__Exercise aim__.
Using the records that follow, count the lines containing the word "crate" and give that number only.

__Saved entries__.
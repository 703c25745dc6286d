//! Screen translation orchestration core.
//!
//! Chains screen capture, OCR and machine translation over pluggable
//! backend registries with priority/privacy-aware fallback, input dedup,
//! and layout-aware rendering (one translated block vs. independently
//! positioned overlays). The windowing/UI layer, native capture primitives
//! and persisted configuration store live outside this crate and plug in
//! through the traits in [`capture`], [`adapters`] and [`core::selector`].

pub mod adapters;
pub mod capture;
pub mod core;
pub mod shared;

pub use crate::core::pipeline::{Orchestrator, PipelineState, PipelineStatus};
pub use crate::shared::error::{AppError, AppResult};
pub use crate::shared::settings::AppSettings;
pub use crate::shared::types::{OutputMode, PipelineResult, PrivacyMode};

__Solution for this exercise__.
5